He shares my relieved grin. "How many of you are there?"

"Six of us. Just about. Are we the only ones left alive, sir?"

"No, there's more on Deck Nineteen." My warnings aren't enough to stop him. Using the desk to pull himself up, he examines the controls. "Hold on. If I reverse the scanner..." With a few prods of the ship's schematics on the screen, dozens of tiny figures dot across the various floors. "There's fifty— sixty people still alive all over the shop. Hold on, I can see you! Kitchen Five, there you are! Listen, everyone's heading for the bridge. Don't go portside, there's no air. Can you make your way starboard?"

The ceiling creaks again. I look up, muttering prayers under my breath. It remains steady.

Hesitating, the cook replies, "We're stuck. The doors have sealed, we can't get out." With another pause, we can hear a muffled squeaking. "No, wait a minute. It's opening! There's someone on the other side!"

We look at the scan again. There is no other life form indicated on the rest of their floor.

The cook cheers, "Host, we've got Host! The Host are still working!"

At my confused glance, Alonso explains, "The angels. That's brilliant! Tell them to clear a path to the bridge."

They don't reply.

"Did you get that? Kitchen Five, report. Hello, Kitchen Five?"

Screams ring out from the speakers. Then a slicing of metal. The life-signs vanish.

"Report! Kitchen Five, report, now!"

Nothing.

My eyes close. I utter another prayer, this time for easy passage.

"Inara, Mr Frame, how's things?"

Still in a state of shock, his head shaking slightly, he stammers, "Doctor, I've got life signs all over the ship but they're going out, one by one."

The Doctor pauses. "What is it, they losing air?"

"N-No. One of them said it was the Host, it's something to do with the Host."

We wait but he says nothing. My heartbeat grows louder again. I can't keep that noise out of my head. "Doctor? Doctor, can you hear me? Doctor!"

His reply is taking too long. I begin to pace, agitatedly pulling on the roots of my hair. Most of the elaborate bun he did for me has come loose from the crash.

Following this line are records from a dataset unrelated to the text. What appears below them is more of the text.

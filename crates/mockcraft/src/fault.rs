//! Fault-injection profile applied to generated mock servers.
//!
//! A [`FaultProfile`] can only be constructed in a valid state: latency is a
//! non-negative whole number of milliseconds and the error rate lies in
//! `[0, 1]`. Deserialization and [`FaultProfile::clamped`] clamp out-of-range
//! input; [`FaultProfile::try_new`] rejects it instead.

use crate::error::{ScanError, ScanResult};
use serde::{Deserialize, Serialize};

/// Latency, failure and outage parameters for a mock server.
#[derive(Debug, Clone, Copy, PartialEq, Default, Serialize, Deserialize)]
#[serde(rename_all = "camelCase", from = "FaultProfileInput")]
pub struct FaultProfile {
    latency_ms: u64,
    error_rate: f64,
    outage: bool,
    pagination_stress: bool,
}

/// Loosely-typed wire form. Accepts the field names the web client sends,
/// where `randomFailures: false` switches the failure rate off.
#[derive(Debug, Default, Deserialize)]
#[serde(rename_all = "camelCase")]
struct FaultProfileInput {
    #[serde(default, alias = "latency")]
    latency_ms: Option<f64>,
    #[serde(default, alias = "failureRate")]
    error_rate: Option<f64>,
    #[serde(default, alias = "serverOutage")]
    outage: Option<bool>,
    #[serde(default)]
    random_failures: Option<bool>,
    #[serde(default)]
    pagination_stress: Option<bool>,
}

impl From<FaultProfileInput> for FaultProfile {
    fn from(input: FaultProfileInput) -> Self {
        let error_rate = match input.random_failures {
            Some(false) => 0.0,
            _ => input.error_rate.unwrap_or(0.0),
        };
        FaultProfile::clamped(input.latency_ms.unwrap_or(0.0), error_rate)
        .with_outage(input.outage.unwrap_or(false))
        .with_pagination_stress(input.pagination_stress.unwrap_or(false))
    }
}

impl FaultProfile {
    /// A profile with no injected faults.
    pub fn none() -> Self {
        Self::default()
    }

    /// Build a profile, clamping latency to `>= 0` and the error rate to `[0, 1]`.
    /// Non-finite values clamp to zero.
    pub fn clamped(latency_ms: f64, error_rate: f64) -> Self {
        let latency_ms = if latency_ms.is_finite() && latency_ms > 0.0 {
            latency_ms.round() as u64
        } else {
            0
        };
        let error_rate = if error_rate.is_finite() {
            error_rate.clamp(0.0, 1.0)
        } else {
            0.0
        };
        Self {
            latency_ms,
            error_rate,
            outage: false,
            pagination_stress: false,
        }
    }

    /// Build a profile, rejecting negative latency or an error rate outside `[0, 1]`.
    pub fn try_new(latency_ms: i64, error_rate: f64) -> ScanResult<Self> {
        if latency_ms < 0 {
            return Err(ScanError::InvalidFaultProfile(format!(
                "latencyMs must be >= 0, got {latency_ms}"
            )));
        }
        if !error_rate.is_finite() || !(0.0..=1.0).contains(&error_rate) {
            return Err(ScanError::InvalidFaultProfile(format!(
                "errorRate must be within [0, 1], got {error_rate}"
            )));
        }
        Ok(Self {
            latency_ms: latency_ms as u64,
            error_rate,
            outage: false,
            pagination_stress: false,
        })
    }

    pub fn with_outage(mut self, outage: bool) -> Self {
        self.outage = outage;
        self
    }

    pub fn with_pagination_stress(mut self, pagination_stress: bool) -> Self {
        self.pagination_stress = pagination_stress;
        self
    }

    pub fn latency_ms(&self) -> u64 {
        self.latency_ms
    }

    pub fn error_rate(&self) -> f64 {
        self.error_rate
    }

    pub fn outage(&self) -> bool {
        self.outage
    }

    pub fn pagination_stress(&self) -> bool {
        self.pagination_stress
    }

    /// Whether the latency middleware stage does anything.
    pub fn has_latency(&self) -> bool {
        self.latency_ms > 0
    }

    /// Whether the outage middleware stage does anything.
    pub fn has_outage_stage(&self) -> bool {
        self.outage || self.error_rate > 0.0
    }

    /// Probability that the outage stage rejects a request with 503.
    pub fn outage_rate(&self) -> f64 {
        if self.outage {
            1.0
        } else {
            self.error_rate
        }
    }
}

"The Host have gone berserk! Are you safe up there?" his shout finally comes.

We freeze. Footsteps tread softly towards us. Just through the open doorway, a ripple of white catches my eye. I sprint over and slam my hand against the button for the door.

Before I can properly catch my breath, Alonso shrieks, lunging for the fallen pistol. A loud bang shocks me away from the door as he shoots the button. It slams shut with a little more force and a severed mechanical hand falls to the floor. Backing up, we find the Host staring back through the window.

"How long will that hold, d'you think?"

I don't need an answer. Stumbling over to the rubble, I try to shift some of it over to block the door, cautious not to disturb it and cause another collapse.

"Inara, are you still there?"

Alonso staggers back over, keeping a hand over the makeshift pressure bandage. He sends me an amused glance over his shoulder. "She's fine, sir. But we've got Host outside. I've sealed the door and she's trying to barricade it."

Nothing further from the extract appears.